Indeed, this is the same reason most of us are in this area – not because we deliberately chose to work on force fields, but because our research suffered from the lack of a set of open, permissive, easily-extensible force fields we could apply to our research problems. If we found clear errors with other force fields, the path to improvement and subsequent reuse was unclear and difficult. This could be because the force field was proprietary and commercial, controlled by a single entity with goals that might not match our own, or because the force field was open but with an unclear development trajectory and no clear way to get updates, changes, or fixes included. Thus, if we needed force field improvements to tackle our research, it increasingly seemed the best option was to do it ourselves in collaboration with others with the same goals. It was this set of shared problems which drove the creation of OpenFF.
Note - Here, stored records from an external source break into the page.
//! Monetary amounts using decimal arithmetic.
//!
//! The commerce API returns amounts as decimal strings (`"19.9"`) with an ISO
//! 4217 currency code. Amounts are parsed into [`Decimal`] so formatting never
//! goes through floating point.

use std::fmt;
use std::str::FromStr;

use rust_decimal::Decimal;
use serde::{Deserialize, Serialize};

/// A monetary amount with currency information.
#[derive(Debug, Clone, PartialEq, Eq, Serialize, Deserialize)]
pub struct Money {
    /// Amount in the currency's standard unit (e.g., dollars, not cents).
    pub amount: Decimal,
    /// ISO 4217 currency code (e.g., "USD").
    pub currency_code: String,
}

/// Error parsing a decimal amount string.
#[derive(Debug, Clone, PartialEq, Eq, thiserror::Error)]
#[error("invalid money amount: {0}")]
pub struct MoneyParseError(pub String);

impl Money {
    /// Create a new amount.
    #[must_use]
    pub fn new(amount: Decimal, currency_code: impl Into<String>) -> Self {
        Self {
            amount,
            currency_code: currency_code.into(),
        }
    }

    /// Parse an amount string as returned by the API.
    ///
    /// # Errors
    ///
    /// Returns `MoneyParseError` if `amount` is not a decimal number.
    pub fn parse(amount: &str, currency_code: impl Into<String>) -> Result<Self, MoneyParseError> {
        let amount =
            Decimal::from_str(amount.trim()).map_err(|_| MoneyParseError(amount.to_string()))?;
        Ok(Self::new(amount, currency_code))
    }

    /// Whether the amount is zero.
    #[must_use]
    pub fn is_zero(&self) -> bool {
        self.amount.is_zero()
    }

    /// Format with two decimal places (e.g., "$19.90").
    #[must_use]
    pub fn format(&self) -> String {
        self.format_amount(&format!("{:.2}", self.amount.round_dp(2)))
    }

    /// Format dropping a trailing ".00" (e.g., "$20" but "$19.90").
    #[must_use]
    pub fn format_without_trailing_zeros(&self) -> String {
        let rounded = self.amount.round_dp(2);
        if rounded.fract().is_zero() {
            self.format_amount(&rounded.trunc().to_string())
        } else {
            self.format()
        }
    }

    fn format_amount(&self, amount: &str) -> String {
        let (sign, digits) = amount
            .strip_prefix('-')
            .map_or(("", amount), |rest| ("-", rest));
        match currency_symbol(&self.currency_code) {
            Some(symbol) => format!("{sign}{symbol}{digits}"),
            None => format!("{sign}{digits} {}", self.currency_code),
        }
    }
}

impl fmt::Display for Money {
    fn fmt(&self, f: &mut fmt::Formatter<'_>) -> fmt::Result {
        f.write_str(&self.format())
    }
}

/// Symbol for the currencies the storefront sells in.
fn currency_symbol(code: &str) -> Option<&'static str> {
    match code {
        "USD" | "CAD" | "AUD" | "NZD" | "MXN" => Some("$"),
        "EUR" => Some("€"),
        "GBP" => Some("£"),
        "JPY" | "CNY" => Some("¥"),
        "INR" => Some("₹"),
        _ => None,
    }
}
At the same time, when starting OpenFF, we wanted to ensure that someday, we could reach the point where the project would no longer be needed and we could stop working on force fields. This drove our insistence that all of the infrastructure, tools, force fields, and data be fully open and permissively licensed. That way, when force fields are good enough, we and others will be able to continue to use them as long as needed without paying for them. Indeed, if they become as crucial to the community as we expect they will, the community will help ensure their continued maintenance and upkeep, allowing us to shift our focus elsewhere.
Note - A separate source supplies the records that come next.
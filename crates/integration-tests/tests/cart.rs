//! Cart form protocol: every control posts a `cartFormInput` to `/cart`.

#![allow(clippy::unwrap_used)]

use std::sync::Arc;
use std::time::Duration;

use axum::Router;
use axum::http::{StatusCode, header};
use prier_integration_tests::{
    FakeStorefront, body_text, get, post_cart, session_cookie, test_app,
};
use prier_storefront::shopify::CartUserError;

const ADD_RED_M: &str = r#"{"action":"LinesAdd","inputs":{"lines":[{"merchandiseId":"gid://shopify/ProductVariant/2","quantity":1}]}}"#;

/// Add Red/M to a fresh cart and return the session cookie.
async fn add_to_cart(app: &Router) -> String {
    let response = post_cart(
        app,
        &[
            ("cartFormInput", ADD_RED_M),
            ("redirectTo", "/products/test-shirt?Color=Red&Size=M#cart-aside"),
        ],
        None,
    )
    .await;
    assert_eq!(response.status(), StatusCode::SEE_OTHER);
    assert_eq!(
        response.headers()[header::LOCATION],
        "/products/test-shirt?Color=Red&Size=M#cart-aside"
    );
    session_cookie(&response).unwrap()
}

#[tokio::test]
async fn test_add_creates_cart_and_shows_it() {
    let api = Arc::new(FakeStorefront::with_catalog());
    let app = test_app(Arc::clone(&api));

    let cookie = add_to_cart(&app).await;
    assert_eq!(api.cart().unwrap().total_quantity, 1);

    let response = get(&app, "/cart", Some(&cookie)).await;
    assert_eq!(response.status(), StatusCode::OK);

    let html = body_text(response, Duration::from_secs(2)).await;
    assert!(html.contains("<title>Hydrogen | Cart</title>"));
    assert!(html.contains("Test Shirt"));
    assert!(html.contains("Cart <span>1</span>"));
    assert!(html.contains("https://shop.example.com/checkouts/c1"));
}

#[tokio::test]
async fn test_adding_again_increments_the_line() {
    let api = Arc::new(FakeStorefront::with_catalog());
    let app = test_app(Arc::clone(&api));

    let cookie = add_to_cart(&app).await;
    let response = post_cart(&app, &[("cartFormInput", ADD_RED_M)], Some(&cookie)).await;
    assert_eq!(response.status(), StatusCode::SEE_OTHER);
    assert_eq!(response.headers()[header::LOCATION], "/cart");

    let cart = api.cart().unwrap();
    assert_eq!(cart.lines.len(), 1);
    assert_eq!(cart.total_quantity, 2);
}

#[tokio::test]
async fn test_update_and_remove_lines() {
    let api = Arc::new(FakeStorefront::with_catalog());
    let app = test_app(Arc::clone(&api));
    let cookie = add_to_cart(&app).await;

    let update = r#"{"action":"LinesUpdate","inputs":{"lines":[{"id":"gid://shopify/CartLine/1","quantity":3}]}}"#;
    let response = post_cart(
        &app,
        &[("cartFormInput", update), ("redirectTo", "/cart")],
        Some(&cookie),
    )
    .await;
    assert_eq!(response.status(), StatusCode::SEE_OTHER);
    assert_eq!(api.cart().unwrap().total_quantity, 3);

    let remove = r#"{"action":"LinesRemove","inputs":{"lineIds":["gid://shopify/CartLine/1"]}}"#;
    let response = post_cart(&app, &[("cartFormInput", remove)], Some(&cookie)).await;
    assert_eq!(response.status(), StatusCode::SEE_OTHER);
    assert!(api.cart().unwrap().lines.is_empty());

    let html = body_text(
        get(&app, "/cart", Some(&cookie)).await,
        Duration::from_secs(2),
    )
    .await;
    assert!(html.contains("Continue Shopping"));
}

#[tokio::test]
async fn test_discount_codes_apply_and_remove() {
    let api = Arc::new(FakeStorefront::with_catalog());
    let app = test_app(Arc::clone(&api));
    let cookie = add_to_cart(&app).await;

    let apply = r#"{"action":"DiscountCodesUpdate","inputs":{"discountCodes":["SAVE10"]}}"#;
    let response = post_cart(
        &app,
        &[("cartFormInput", apply), ("discountCode", " WELCOME ")],
        Some(&cookie),
    )
    .await;
    assert_eq!(response.status(), StatusCode::SEE_OTHER);

    // Re-entering an active code does not duplicate it.
    let response = post_cart(
        &app,
        &[("cartFormInput", apply), ("discountCode", "SAVE10")],
        Some(&cookie),
    )
    .await;
    assert_eq!(response.status(), StatusCode::SEE_OTHER);

    let remove = r#"{"action":"DiscountCodesUpdate","inputs":{"discountCodes":[]}}"#;
    let response = post_cart(&app, &[("cartFormInput", remove)], Some(&cookie)).await;
    assert_eq!(response.status(), StatusCode::SEE_OTHER);

    assert_eq!(
        api.submitted_codes(),
        vec![
            vec!["SAVE10".to_string(), "WELCOME".to_string()],
            vec!["SAVE10".to_string()],
            Vec::<String>::new(),
        ]
    );
    assert!(api.cart().unwrap().discount_codes.is_empty());
}

#[tokio::test]
async fn test_user_errors_rerender_cart() {
    let api = Arc::new(FakeStorefront::with_catalog());
    let app = test_app(Arc::clone(&api));
    let cookie = add_to_cart(&app).await;

    api.update(|state| {
        state.next_user_errors = Some(vec![CartUserError {
            code: Some("INVALID".to_string()),
            field: vec!["lines".to_string()],
            message: "Quantity is not available".to_string(),
        }]);
    });

    let update = r#"{"action":"LinesUpdate","inputs":{"lines":[{"id":"gid://shopify/CartLine/1","quantity":99}]}}"#;
    let response = post_cart(&app, &[("cartFormInput", update)], Some(&cookie)).await;
    assert_eq!(response.status(), StatusCode::UNPROCESSABLE_ENTITY);

    let html = body_text(response, Duration::from_secs(2)).await;
    assert!(html.contains("Quantity is not available"));
    assert!(html.contains("Test Shirt"));
    assert_eq!(api.cart().unwrap().total_quantity, 1);
}

#[tokio::test]
async fn test_mutation_without_cart_is_bad_request() {
    let app = test_app(Arc::new(FakeStorefront::with_catalog()));

    let update = r#"{"action":"LinesUpdate","inputs":{"lines":[{"id":"gid://shopify/CartLine/1","quantity":2}]}}"#;
    let response = post_cart(&app, &[("cartFormInput", update)], None).await;
    assert_eq!(response.status(), StatusCode::BAD_REQUEST);
}

#[tokio::test]
async fn test_malformed_form_input_is_bad_request() {
    let app = test_app(Arc::new(FakeStorefront::with_catalog()));

    let response = post_cart(&app, &[("cartFormInput", "not json")], None).await;
    assert_eq!(response.status(), StatusCode::BAD_REQUEST);

    let unknown = r#"{"action":"BuyerIdentityUpdate","inputs":{}}"#;
    let response = post_cart(&app, &[("cartFormInput", unknown)], None).await;
    assert_eq!(response.status(), StatusCode::BAD_REQUEST);
}

#[tokio::test]
async fn test_offsite_redirect_is_ignored() {
    let app = test_app(Arc::new(FakeStorefront::with_catalog()));

    for target in ["https://evil.example/", "//evil.example/x", "/\\evil.example/x"] {
        let response = post_cart(
            &app,
            &[("cartFormInput", ADD_RED_M), ("redirectTo", target)],
            None,
        )
        .await;
        assert_eq!(response.status(), StatusCode::SEE_OTHER, "{target}");
        assert_eq!(response.headers()[header::LOCATION], "/cart", "{target}");
    }
}

#[tokio::test]
async fn test_cart_page_without_session_is_empty() {
    let app = test_app(Arc::new(FakeStorefront::with_catalog()));

    let response = get(&app, "/cart", None).await;
    assert_eq!(response.status(), StatusCode::OK);

    let html = body_text(response, Duration::from_secs(2)).await;
    assert!(html.contains("Continue Shopping"));
    assert!(html.contains("Cart <span>0</span>"));
}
Long-term, we hope our science and infrastructure will lead to a vital ecosystem of force fields, whether they are developed by OpenFF or elsewhere. Perhaps innovations will lead to families of force fields, ranging from conventional LJ 12-6 fixed-charge force fields, to simply adding on direct polarization, to off-site charges, multipoles, cross-terms, and advanced functional forms. And perhaps these force fields will each stake out their own domains of applicability and relative benefit vs computational cost ratios, so that researchers targeting a specific application will be able to choose the option which is going to work best for their particular application given the relative cost/benefit analysis. This would be a huge success, regardless of who gets to produce these force fields. And that’s the future I hoped for when starting OpenFF – one where I can use reliable force fields in my research without having to worry that I’ll run into force field problems and get stuck.
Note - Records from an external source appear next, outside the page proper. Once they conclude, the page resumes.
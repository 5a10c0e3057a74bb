//! Cache types for Storefront API responses.

use crate::shopify::types::{
    Collection, CollectionSummary, HeaderData, Product, ProductSummary, ProductVariant,
};

/// Cached value types.
///
/// Carts are never cached; every other read is.
#[derive(Debug, Clone)]
pub enum CacheValue {
    Header(Box<HeaderData>),
    FeaturedCollection(Option<CollectionSummary>),
    Products(Vec<ProductSummary>),
    Collections(Vec<CollectionSummary>),
    Collection(Box<Collection>),
    Product(Box<Product>),
    Variants(Vec<ProductVariant>),
}

/// Cache key for one catalog read.
pub mod keys {
    use prier_core::SelectedOption;

    use crate::shopify::types::PageRequest;

    pub fn header(menu_handle: &str) -> String {
        format!("header:{menu_handle}")
    }

    pub const FEATURED_COLLECTION: &str = "featured-collection";

    pub fn recommended_products(count: i64) -> String {
        format!("recommended:{count}")
    }

    pub fn collections(first: i64) -> String {
        format!("collections:{first}")
    }

    pub fn collection(handle: &str, page: &PageRequest) -> String {
        match page {
            PageRequest::Forward { first, after } => {
                format!("collection:{handle}:f{first}:{}", after.as_deref().unwrap_or(""))
            }
            PageRequest::Backward { last, before } => {
                format!("collection:{handle}:b{last}:{before}")
            }
        }
    }

    pub fn product(handle: &str, selected_options: &[SelectedOption]) -> String {
        let options = selected_options
            .iter()
            .map(|o| format!("{}={}", o.name, o.value))
            .collect::<Vec<_>>()
            .join("&");
        format!("product:{handle}:{options}")
    }

    pub fn variants(handle: &str) -> String {
        format!("variants:{handle}")
    }
}

#[cfg(test)]
mod tests {
    use prier_core::SelectedOption;

    use super::keys;
    use crate::shopify::types::PageRequest;

    #[test]
    fn test_collection_keys_distinguish_direction() {
        let forward = keys::collection(
            "shirts",
            &PageRequest::Forward {
                first: 12,
                after: Some("c1".to_string()),
            },
        );
        let backward = keys::collection(
            "shirts",
            &PageRequest::Backward {
                last: 12,
                before: "c1".to_string(),
            },
        );
        assert_ne!(forward, backward);
    }

    #[test]
    fn test_product_key_includes_selection() {
        let plain = keys::product("test-shirt", &[]);
        let red = keys::product("test-shirt", &[SelectedOption::new("Color", "Red")]);
        assert_eq!(red, "product:test-shirt:Color=Red");
        assert_ne!(plain, red);
    }
}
So, in this future where I no longer work on force field development, what would I do? One of my group’s major focuses is in the area of binding free energy calculations and molecular simulations applied to early stage drug discovery, and there remains a tremendous amount of science and engineering to do in that area. Our recent Separated Topologies method gives a flavor of what we want to do in that area. But I’d also like to further explore mixing MD and Monte Carlo for enhanced sampling, picking back up with our BLUES project and derivatives to make binding free energy calculations much more efficient and reliable and fix leading sampling problems. There’s just so much work left to be done in that space. And if, somehow, we get to the point where binding prediction becomes as reliable as we would like, there remains plenty of work to be done both in applications to help guide early stage drug discovery (including in academia) and in other areas like computational library design. I have my work cut out for me, even without research on force fields.

Still, perhaps sadly, there remains plenty of work to be done to improve force fields – even fixed-charge force fields of the traditional functional form. We still see clear systematic errors which need improvement, so unfortunately our work is not done. But I look forward to the day when force fields are good enough and OpenFF is no longer needed.